YOUR INSTRUCTIONS:
Transcribe the following entries word for word. End with the line where "pub const REGULATOR: &str" appears.

Segment Start: THE RECORDS

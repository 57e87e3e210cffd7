//! # Simulated Deployment
//!
//! The fixed topology the binary runs: three participant nodes, an observer
//! and a notary on one in-process network, every node enforcing the
//! transition contract.
//!
//! | Node      | Accounts | Role        |
//! |-----------|----------|-------------|
//! | PartyA    | alice    | participant |
//! | PartyB    | bob      | participant |
//! | PartyC    | carol    | participant |
//! | Regulator |          | observer    |

use serde::Serialize;
use std::path::Path;
use std::sync::Arc;
use std::time::Instant;
use tracing::{debug, info};

use concord_contracts::TransitionContract;
use concord_protocol::config::FlowConfig;
use concord_protocol::identity::NodeName;
use concord_protocol::transaction::LegalityVerifier;
use concord_protocol::{Cluster, ClusterBuilder, ClusterError, FlowError, TransitionOutcome};

use crate::metrics::NodeMetrics;

pub const PARTY_A: &str = "O=PartyA,L=London,C=GB";
pub const PARTY_B: &str = "O=PartyB,L=New York,C=US";
pub const PARTY_C: &str = "O=PartyC,L=Paris,C=FR";
pub const REGULATOR: &str = "O=Regulator,L=Zurich,C=CH";

/// Build the standard topology around `config.notary`.
pub fn build_cluster(config: &FlowConfig, data_dir: Option<&Path>) -> Result<Cluster, ClusterError> {
    let contract = || -> Arc<dyn LegalityVerifier> { Arc::new(TransitionContract::new()) };
    let mut builder = ClusterBuilder::new(config.notary.as_str())
        .config(config.clone())
        .node(PARTY_A, contract())
        .node(PARTY_B, contract())
        .node(PARTY_C, contract())
        .node(REGULATOR, contract())
        .account("alice", PARTY_A)
        .account("bob", PARTY_B)
        .account("carol", PARTY_C);
    if let Some(dir) = data_dir {
        builder = builder.data_dir(dir);
    }
    builder.build()
}

pub fn regulator() -> NodeName {
    NodeName::from(REGULATOR)
}

/// Run a start flow from the node hosting `source`, recording metrics.
pub async fn start_transition(
    cluster: &Cluster,
    metrics: &NodeMetrics,
    source: &str,
    target: &str,
    observer: Option<NodeName>,
) -> Result<TransitionOutcome, FlowError> {
    let account = cluster
        .directory()
        .by_name(source)
        .ok_or_else(|| FlowError::NotFound(format!("account '{source}'")))?;
    let node = cluster
        .node(account.host.as_str())
        .ok_or_else(|| FlowError::NotFound(format!("node {}", account.host)))?;

    metrics.flows_started_total.inc();
    let started = Instant::now();
    let result = node.start_transition(source, target, observer).await;
    metrics.record_flow(&result, started.elapsed());
    metrics.sync_session_messages(cluster.network().messages_sent());

    match &result {
        Ok(outcome) => info!(
            tx_id = %outcome.tx_id(),
            linear_id = %outcome.linear_id,
            exceptions = outcome.exceptions.len(),
            "transition finalized"
        ),
        Err(e) => debug!(error = %e, kind = e.kind(), "transition failed"),
    }
    result
}

/// JSON shape of a flow result on stdout and in the API.
#[derive(Debug, Serialize)]
#[serde(tag = "result", rename_all = "snake_case")]
pub enum FlowReport {
    Finalized(TransitionOutcome),
    Failed { kind: String, error: String },
}

impl From<Result<TransitionOutcome, FlowError>> for FlowReport {
    fn from(result: Result<TransitionOutcome, FlowError>) -> Self {
        match result {
            Ok(outcome) => FlowReport::Finalized(outcome),
            Err(e) => FlowReport::Failed {
                kind: e.kind().to_string(),
                error: e.to_string(),
            },
        }
    }
}

#[derive(Debug, Serialize)]
pub struct RaceReport {
    pub alice_to_bob: FlowReport,
    pub carol_to_bob: FlowReport,
}

/// Race alice (PartyA) and carol (PartyC) for bob. The notary lets exactly
/// one through.
pub async fn race(cluster: &Cluster, metrics: &NodeMetrics, observer: Option<NodeName>) -> RaceReport {
    let (first, second) = futures::join!(
        start_transition(cluster, metrics, "alice", "bob", observer.clone()),
        start_transition(cluster, metrics, "carol", "bob", observer),
    );
    RaceReport {
        alice_to_bob: first.into(),
        carol_to_bob: second.into(),
    }
}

Segment End: THE RECORDS

RESULT OF THE TASK:
repository 57e87e3e210cffd7
//! # Simulated Deployment
//!
//! The fixed topology the binary runs: three participant nodes, an observer
//! and a notary on one in-process network, every node enforcing the
//! transition contract.
//!
//! | Node      | Accounts | Role        |
//! |-----------|----------|-------------|
//! | PartyA    | alice    | participant |
//! | PartyB    | bob      | participant |
//! | PartyC    | carol    | participant |
//! | Regulator |          | observer    |

use serde::Serialize;
use std::path::Path;
use std::sync::Arc;
use std::time::Instant;
use tracing::{debug, info};

use concord_contracts::TransitionContract;
use concord_protocol::config::FlowConfig;
use concord_protocol::identity::NodeName;
use concord_protocol::transaction::LegalityVerifier;
use concord_protocol::{Cluster, ClusterBuilder, ClusterError, FlowError, TransitionOutcome};

use crate::metrics::NodeMetrics;

pub const PARTY_A: &str = "O=PartyA,L=London,C=GB";
pub const PARTY_B: &str = "O=PartyB,L=New York,C=US";
pub const PARTY_C: &str = "O=PartyC,L=Paris,C=FR";
pub const REGULATOR: &str = "O=Regulator,L=Zurich,C=CH";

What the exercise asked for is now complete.